My Trip to Australia, Part 4: Energy Conservation

Kristen Aubut

During our three-week trip to Australia, I observed that energy conservation seemed to be a top priority for most Australians. Clothes lines could be spotted behind almost every house, whether in the country or in the city. During our stay, we hung our laundry on the huge clothes line in the back, as you can see in the pictures below. Air drying prevents fossil fuels from being burned to make electricity, it prevents all that heat from being produced by the clothes dryer, it slows the wear and tear of clothes and it gives you a reason to go outside and enjoy the fresh air!

My husband’s grandmother gets annoyed when the bower birds steal the blue clothes pins right off her line and drop them in the woods behind her house. When she goes out walking, she collects the pins and brings them back to the line.
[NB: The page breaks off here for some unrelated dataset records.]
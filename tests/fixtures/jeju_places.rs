//! Real Jeju Island places for realistic fixtures.

use itinerary_planner::model::{Category, Place};

/// A named spot with coordinates.
#[derive(Debug, Clone)]
pub struct Spot {
    pub id: i64,
    pub name: &'static str,
    pub category: Category,
    pub lat: f64,
    pub lng: f64,
}

impl Spot {
    pub const fn new(id: i64, name: &'static str, category: Category, lat: f64, lng: f64) -> Self {
        Self {
            id,
            name,
            category,
            lat,
            lng,
        }
    }

    pub fn place(&self) -> Place {
        Place::new(self.id, self.name, self.category).with_xy(self.lng, self.lat)
    }
}

// ============================================================================
// Hotels
// ============================================================================

pub const HOTELS: &[Spot] = &[
    Spot::new(100, "Maison Glad Jeju", Category::Accommodation, 33.4858, 126.4889),
    Spot::new(101, "Lotte Hotel Jeju", Category::Accommodation, 33.2479, 126.4102),
];

// ============================================================================
// Attractions
// ============================================================================

pub const ATTRACTIONS: &[Spot] = &[
    Spot::new(200, "Yongduam Rock", Category::Attraction, 33.5163, 126.5119),
    Spot::new(201, "Manjanggul Cave", Category::Attraction, 33.5284, 126.7714),
    Spot::new(202, "Seongsan Ilchulbong", Category::Attraction, 33.4581, 126.9425),
    Spot::new(203, "Hyeopjae Beach", Category::Attraction, 33.3940, 126.2397),
    Spot::new(204, "Cheonjiyeon Falls", Category::Attraction, 33.2447, 126.5594),
    Spot::new(205, "Seongpanak Trailhead", Category::Attraction, 33.3849, 126.6200),
];

// ============================================================================
// Restaurants
// ============================================================================

pub const RESTAURANTS: &[Spot] = &[
    Spot::new(300, "Dongmun Market", Category::Restaurant, 33.5118, 126.5284),
    Spot::new(301, "Seogwipo Olle Market", Category::Restaurant, 33.2497, 126.5636),
    Spot::new(302, "Jamae Guksu", Category::Restaurant, 33.5040, 126.5330),
    Spot::new(303, "Hallim Black Pork Street", Category::Restaurant, 33.4110, 126.2650),
];

// ============================================================================
// Cafes
// ============================================================================

pub const CAFES: &[Spot] = &[
    Spot::new(400, "Cafe Bomnal", Category::Cafe, 33.4628, 126.3096),
    Spot::new(401, "Woljeongri Beach Cafe", Category::Cafe, 33.5565, 126.7958),
    Spot::new(402, "Seongsan Ocean View Cafe", Category::Cafe, 33.4620, 126.9350),
];

/// Every fixture spot as a `Place`.
pub fn all_places() -> Vec<Place> {
    HOTELS
        .iter()
        .chain(ATTRACTIONS)
        .chain(RESTAURANTS)
        .chain(CAFES)
        .map(Spot::place)
        .collect()
}
//! Base64url encoding helpers (RFC 7515).
//!
//! Segments are always the URL-safe alphabet without padding. Decoding
//! yields raw bytes; UTF-8 interpretation is left to the JSON parsing
//! boundary so multi-byte sequences survive intact.

use crate::error::{JwtError, JwtResult};
use base64::{Engine as _, engine::general_purpose::URL_SAFE_NO_PAD};

/// Base64 URL-safe encoding without padding.
#[inline]
#[must_use]
pub fn base64_url_encode(input: &[u8]) -> String {
    URL_SAFE_NO_PAD.encode(input)
}

/// Base64 URL-safe decoding without padding.
///
/// Fails on out-of-alphabet characters or an invalid segment length.
#[inline]
pub fn base64_url_decode(input: &str) -> JwtResult<Vec<u8>> {
    URL_SAFE_NO_PAD
        .decode(input)
        .map_err(|e| JwtError::base64_decode(&e.to_string()))
}
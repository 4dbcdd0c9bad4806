//! Decode, inspect, and verify HMAC-signed JSON Web Tokens.
//!
//! This crate covers the compact JWS serialization (RFC 7515/7519)
//! with the symmetric HMAC family only:
//! - structural parsing and atomic decoding of header and claims
//! - tolerant well-known claim extraction and expiry evaluation
//! - constant-time HS256/HS384/HS512 signature verification
//! - a signing counterpart for minting tokens
//! - a sequenced async orchestrator with last-input-wins semantics
//!
//! Decoding never requires a secret; signature state and expiry are
//! reported as independent facts.
//!
//! ```no_run
//! use jwt_inspect::{inspect, Verification};
//!
//! # fn main() -> Result<(), jwt_inspect::JwtError> {
//! let token = jwt_inspect::sign::example_token()?;
//! let report = inspect(&token, Some(jwt_inspect::sign::EXAMPLE_SECRET))?;
//! assert_eq!(report.verification, Verification::Valid);
//! assert!(!report.time.expired);
//! # Ok(())
//! # }
//! ```

pub mod algorithms;
pub mod claims;
pub mod encoding;
mod error;
pub mod inspect;
pub mod sign;
mod token;
mod types;
pub mod verify;

pub use algorithms::HmacAlgorithm;
pub use claims::TimeStatus;
pub use error::{JwtError, JwtResult};
pub use inspect::{Completion, Inspection, InspectionFuture, Inspector, inspect, inspect_at};
pub use sign::{sign_claims, sign_claims_at};
pub use token::{DecodedToken, TokenParts};
pub use types::{Header, InvalidReason, Verification};
pub use verify::verify_signature;
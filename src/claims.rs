//! Tolerant extraction of well-known claims.
//!
//! Payload content is untrusted, so a claim with the wrong JSON type
//! is treated as absent rather than failing the whole decode.

use serde_json::Value;

/// Extract a numeric Unix-seconds claim by name.
#[inline]
#[must_use]
pub fn timestamp_claim(claims: &Value, name: &str) -> Option<i64> {
    claims.get(name).and_then(Value::as_i64)
}

/// Extract the expiration time (exp).
#[inline]
#[must_use]
pub fn expiration(claims: &Value) -> Option<i64> {
    timestamp_claim(claims, "exp")
}

/// Extract the not-before time (nbf).
#[inline]
#[must_use]
pub fn not_before(claims: &Value) -> Option<i64> {
    timestamp_claim(claims, "nbf")
}

/// Extract the issued-at time (iat).
#[inline]
#[must_use]
pub fn issued_at(claims: &Value) -> Option<i64> {
    timestamp_claim(claims, "iat")
}

/// Extract the subject claim (sub).
#[inline]
#[must_use]
pub fn subject(claims: &Value) -> Option<&str> {
    claims.get("sub").and_then(|v| v.as_str())
}

/// Extract the issuer claim (iss).
#[inline]
#[must_use]
pub fn issuer(claims: &Value) -> Option<&str> {
    claims.get("iss").and_then(|v| v.as_str())
}

/// Extract the JWT ID claim (jti).
#[inline]
#[must_use]
pub fn jwt_id(claims: &Value) -> Option<&str> {
    claims.get("jti").and_then(|v| v.as_str())
}

/// Extract the audience claim (aud), accepting both the single-string
/// and string-array forms.
#[must_use]
pub fn audience(claims: &Value) -> Option<Vec<String>> {
    match claims.get("aud")? {
        Value::String(s) => Some(vec![s.clone()]),
        Value::Array(items) => Some(
            items
                .iter()
                .filter_map(|item| item.as_str().map(str::to_string))
                .collect(),
        ),
        _ => None,
    }
}

/// Whether the token is expired at `now` (Unix seconds).
///
/// The boundary is inclusive: a token with `exp == now` is expired.
#[inline]
#[must_use]
pub fn is_expired(claims: &Value, now: i64) -> bool {
    expiration(claims).is_some_and(|exp| now >= exp)
}

/// Whether the token is not yet valid at `now` (Unix seconds).
#[inline]
#[must_use]
pub fn is_not_yet_valid(claims: &Value, now: i64) -> bool {
    not_before(claims).is_some_and(|nbf| now < nbf)
}

/// Time-based validity of a claims object, evaluated at a fixed
/// instant. Independent of signature verification.
#[derive(Debug, Clone, PartialEq, Eq)]
pub struct TimeStatus {
    /// exp is present and `evaluated_at >= exp`.
    pub expired: bool,
    /// nbf is present and `evaluated_at < nbf`.
    pub not_yet_valid: bool,
    /// exp claim, when present and numeric.
    pub expires_at: Option<i64>,
    /// nbf claim, when present and numeric.
    pub not_before: Option<i64>,
    /// iat claim, when present and numeric.
    pub issued_at: Option<i64>,
    /// The instant the evaluation used (Unix seconds).
    pub evaluated_at: i64,
}

impl TimeStatus {
    /// Evaluate expiry and not-before against `now` (Unix seconds).
    #[must_use]
    pub fn evaluate(claims: &Value, now: i64) -> Self {
        Self {
            expired: is_expired(claims, now),
            not_yet_valid: is_not_yet_valid(claims, now),
            expires_at: expiration(claims),
            not_before: not_before(claims),
            issued_at: issued_at(claims),
            evaluated_at: now,
        }
    }
}
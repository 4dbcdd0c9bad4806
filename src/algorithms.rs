//! HMAC-SHA algorithm family (HS256, HS384, HS512).

use crate::error::{JwtError, JwtResult};
use hmac::{Hmac, Mac};
use sha2::{Sha256, Sha384, Sha512};

type HmacSha256 = Hmac<Sha256>;
type HmacSha384 = Hmac<Sha384>;
type HmacSha512 = Hmac<Sha512>;

/// Supported signing algorithms.
///
/// Only the symmetric HMAC family is supported. `"none"` and the
/// asymmetric names resolve to no algorithm so unsecured tokens can
/// never verify.
#[derive(Debug, Clone, Copy, PartialEq, Eq)]
pub enum HmacAlgorithm {
    /// HMAC with SHA-256
    Hs256,
    /// HMAC with SHA-384
    Hs384,
    /// HMAC with SHA-512
    Hs512,
}

impl HmacAlgorithm {
    /// Resolve a header `alg` value. Matching is exact; anything
    /// outside the HMAC family yields `None`.
    #[must_use]
    pub fn from_name(name: &str) -> Option<Self> {
        match name {
            "HS256" => Some(Self::Hs256),
            "HS384" => Some(Self::Hs384),
            "HS512" => Some(Self::Hs512),
            _ => None,
        }
    }

    /// Header `alg` value for this algorithm.
    #[must_use]
    pub fn name(&self) -> &'static str {
        match self {
            Self::Hs256 => "HS256",
            Self::Hs384 => "HS384",
            Self::Hs512 => "HS512",
        }
    }

    /// Compute the MAC over `message` with `secret`.
    pub fn sign(&self, message: &[u8], secret: &[u8]) -> JwtResult<Vec<u8>> {
        match self {
            Self::Hs256 => sign_hs256(message, secret),
            Self::Hs384 => sign_hs384(message, secret),
            Self::Hs512 => sign_hs512(message, secret),
        }
    }
}

impl std::fmt::Display for HmacAlgorithm {
    fn fmt(&self, f: &mut std::fmt::Formatter<'_>) -> std::fmt::Result {
        f.write_str(self.name())
    }
}

/// Sign with HMAC-SHA256 (HS256)
#[inline]
fn sign_hs256(message: &[u8], secret: &[u8]) -> JwtResult<Vec<u8>> {
    let mut mac = HmacSha256::new_from_slice(secret)
        .map_err(|_| JwtError::invalid_key("Invalid HMAC key"))?;
    mac.update(message);
    Ok(mac.finalize().into_bytes().to_vec())
}

/// Sign with HMAC-SHA384 (HS384)
#[inline]
fn sign_hs384(message: &[u8], secret: &[u8]) -> JwtResult<Vec<u8>> {
    let mut mac = HmacSha384::new_from_slice(secret)
        .map_err(|_| JwtError::invalid_key("Invalid HMAC key"))?;
    mac.update(message);
    Ok(mac.finalize().into_bytes().to_vec())
}

/// Sign with HMAC-SHA512 (HS512)
#[inline]
fn sign_hs512(message: &[u8], secret: &[u8]) -> JwtResult<Vec<u8>> {
    let mut mac = HmacSha512::new_from_slice(secret)
        .map_err(|_| JwtError::invalid_key("Invalid HMAC key"))?;
    mac.update(message);
    Ok(mac.finalize().into_bytes().to_vec())
}

/// Constant-time comparison. The scan always covers every byte, so
/// duration does not depend on the position of the first difference.
/// Length mismatch is unequal.
#[inline]
#[must_use]
pub(crate) fn constant_time_eq(a: &[u8], b: &[u8]) -> bool {
    if a.len() != b.len() {
        return false;
    }

    let mut result = 0u8;
    for (x, y) in a.iter().zip(b.iter()) {
        result |= x ^ y;
    }
    result == 0
}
She is not sure why they only go after the blue ones.

Every electrical outlet I came across, whether in the old farmhouse, in the new construction home of my husband’s aunt, or the hotel in Sydney, was fashioned with power switches. If the outlet is not being used, you flip the switch to off to save energy.

With the global population increasing at such a fast rate, we all need to be wiser with our energy consumption. Unplugging appliances that are not in use and using clothes lines more and electric dryers less are good ways to conserve energy.